The Girl Who Raised Pigeons by Edward P. Jones, 1992
The magic trick:
Draping the story in a heavy quilt of sweetness and sadness and meaning
We’re doing a week of stories from Edward P. Jones’s amazing Lost In The City collection. “It’s a Dubliners for Washington, D.C.” talk isn’t that insane, which is saying a lot. So get your copy ready, it’s going to be a great week.
We start with “The Girl Who Raised Pigeons.” It’s a sweet, sad, exceptionally heavy story. The heavy quality shows itself from the start. Our title character grows up the only child of a single father, her mother having died as she was being born. Everything she does, and everything that happens in the story feels weighted then with meaning and emotion. And so when as a child she begins to care for pigeons on the roof of her home, it isn’t simply a hobby; it fills her world. It fills the story’s world.

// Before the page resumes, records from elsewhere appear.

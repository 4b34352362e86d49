use crate::client::config::ClientConfig;
use crate::client::constants::READY_TO_TRANSFER_P2P;
use crate::client::http::{Method, NoBody, OnFailure};
use crate::client::query::Query;
use crate::client::utils::build_http;
use crate::error::Result;
use crate::types::trade::{PendingTrade, PendingTradesResponse};
use std::marker::PhantomData;
use std::sync::Arc;

#[derive(Clone, Debug)]
pub struct Unauthenticated;
#[derive(Clone, Debug)]
pub struct Authenticated;

/**
Handle to the Waxpeer API

Cloning is cheap, clones share the connection pool. Every operation takes `&self`
and performs exactly one HTTP request, so a client can be used from many tasks at once.
*/
#[derive(Clone)]
pub struct Client<State = Unauthenticated> {
    pub(crate) http: reqwest::Client,
    pub(crate) base_url: Arc<str>,

    api_key: Option<Arc<str>>,

    _state: PhantomData<State>,
}

// Generic implementations (can be used with or without an api key)
impl<State> Client<State> {
    /**
    Fetch trades that need to be sent by the seller

    Should be polled at least once a minute to stay online as a P2P seller,
    each trade should only be sent once.

    # Arguments
    - `steam_api_key`: Steam Web API key of the selling account (not the Waxpeer key)

    # Returns
    Trades waiting for a trade offer
    */
    pub async fn ready_to_transfer_p2p(&self, steam_api_key: &str) -> Result<Vec<PendingTrade>> {
        let query = Query::default().param("steam_api", steam_api_key);
        let resp: PendingTradesResponse = self
            .call_api(
                Method::Get,
                READY_TO_TRANSFER_P2P,
                query,
                None::<&NoBody>,
                OnFailure::Message,
            )
            .await?;

        Ok(resp.trades)
    }

    pub fn base_url(&self) -> &str {
        &self.base_url
    }
}

impl Client<Unauthenticated> {
    /**
    Constructs a new client with the default configuration

    # Returns
    - An unauthenticated client, or `ApiError::Request` if the TLS backend fails to initialize
    */
    pub fn new() -> Result<Self> {
        Self::with_config(ClientConfig::default())
    }

    pub fn with_config(config: ClientConfig) -> Result<Self> {
        Ok(Client {
            http: build_http(&config)?,
            base_url: config.base_url.trim_end_matches('/').into(),
            api_key: None,
            _state: PhantomData,
        })
    }

    /**
    Attach the Waxpeer API key

    No request is made, a bad key only surfaces as `ApiError::WrongApiKey`
    (or a service message) on the first call that uses it.

    # Arguments
    - `api_key`: Key from the Waxpeer profile page

    # Returns
    An authenticated client
    */
    pub fn login(self, api_key: &str) -> Client<Authenticated> {
        Client {
            http: self.http,
            base_url: self.base_url,
            api_key: Some(api_key.into()),
            _state: PhantomData,
        }
    }
}

impl Client<Authenticated> {
    /// Shorthand for `Client::new()?.login(api_key)`
    pub fn from_api_key(api_key: &str) -> Result<Self> {
        Ok(Client::new()?.login(api_key))
    }

    /// Shorthand for `Client::with_config(config)?.login(api_key)`
    pub fn from_api_key_with_config(api_key: &str, config: ClientConfig) -> Result<Self> {
        Ok(Client::with_config(config)?.login(api_key))
    }

    /**
    Return the api key

    # Returns
    The key this client was logged in with
    */
    pub fn api_key(&self) -> &str {
        // Only constructed through `login`, which always sets the key
        self.api_key.as_deref().unwrap_or_default()
    }

    pub(crate) fn query(&self) -> Query {
        Query::with_api_key(self.api_key())
    }
}
use crate::client::Client;
use crate::client::query::Query;
use crate::error::{ApiError, Result};
use crate::types::http::Status;
use serde::Serialize;
use serde::de::DeserializeOwned;

#[derive(Debug, Clone, Copy, Eq, PartialEq)]
pub(crate) enum Method {
    Get,
    Post,
}

impl From<Method> for reqwest::Method {
    fn from(method: Method) -> Self {
        match method {
            Method::Get => reqwest::Method::GET,
            Method::Post => reqwest::Method::POST,
        }
    }
}

/// How a `success: false` response is reported to the caller
#[derive(Debug, Clone, Copy, Eq, PartialEq)]
pub(crate) enum OnFailure {
    /// The only documented failure is a rejected credential
    WrongApiKey,
    /// The service explains itself in `msg`
    Message,
}

impl OnFailure {
    fn to_error(self, status: Status) -> ApiError {
        match self {
            OnFailure::WrongApiKey => ApiError::WrongApiKey,
            OnFailure::Message => ApiError::Service(status.msg.unwrap_or_default()),
        }
    }
}

#[derive(Serialize)]
pub(crate) struct NoBody;

/**
INTERNAL: Checks the `success` flag of a raw body, then decodes the payload.

# Arguments
- `body`: Raw response bytes
- `on_failure`: Mapping applied when the service reports `success: false`

# Returns
- The decoded payload, or `ApiError::Parsing` when the body does not match `T`
*/
pub(crate) fn decode<T: DeserializeOwned>(body: &[u8], on_failure: OnFailure) -> Result<T> {
    let status: Status = serde_json::from_slice(body)?;
    if !status.success {
        return Err(on_failure.to_error(status));
    }

    Ok(serde_json::from_slice::<T>(body)?)
}

impl<State> Client<State> {
    /**
    INTERNAL: Makes a single request to the API and returns the raw body.

    # Arguments
    - `method`: GET for reads, POST for writes
    - `path`: The path to the API endpoint (e.g., "/user")
    - `query`: Query pairs, credential included
    - `body`: An optional body to send with the request, serialized as JSON

    # Returns
    - The response body, or `ApiError::Request` when no response was received
    */
    pub(crate) async fn send(
        &self,
        method: Method,
        path: &str,
        query: &Query,
        body: Option<&impl Serialize>,
    ) -> Result<Vec<u8>> {
        let url = format!("{}{}?{}", self.base_url, path, query.encode()?);
        tracing::debug!(method = ?method, path, "waxpeer request");

        let builder = self.http.request(method.into(), url);
        let builder = if let Some(body) = body {
            builder.json(body)
        } else {
            builder
        };

        let resp = builder.send().await?;
        let status = resp.status();
        let bytes = resp.bytes().await?;
        tracing::trace!(path, status = status.as_u16(), len = bytes.len(), "waxpeer response");

        Ok(bytes.to_vec())
    }

    /**
    INTERNAL: Makes a request and decodes the response with the given failure mapping.

    # Arguments
    - `method`, `path`, `query`, `body`: As for `send`
    - `on_failure`: How a `success: false` response is reported

    # Returns
    - A `Result` containing the deserialized payload or an `ApiError` on failure.
    */
    pub(crate) async fn call_api<T: DeserializeOwned>(
        &self,
        method: Method,
        path: &str,
        query: Query,
        body: Option<&impl Serialize>,
        on_failure: OnFailure,
    ) -> Result<T> {
        let bytes = self.send(method, path, &query, body).await?;
        decode(&bytes, on_failure)
    }
}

The whole story is like that, and that can make for an exhausting reading experience. But when the text is so compact (only 25 pages), and the writing is this good, the heaviness is less exhausting than it is totally engrossing.
And that’s quite a trick on Jones’s part.
The selection:
What Betsy Ann Morgan and her father Robert did agree on was that the pigeons began with the barber Miles Patterson. Her father had known Miles long before the girl was born, before the thought to marry her mother had even crossed his mind. The barber lived in a gingerbread-brown house with his old parents only a few doors down from the barbershop he owned on the corner of 3rd and L streets, Northwest. On some Sundays, after Betsy Ann had come back from church with Miss Jenny, Robert, as he believed his wife would have done, would take his daughter out to visit with relatives and friends in the neighborhoods just beyond Myrtle Street, Northeast, where father and daughter lived.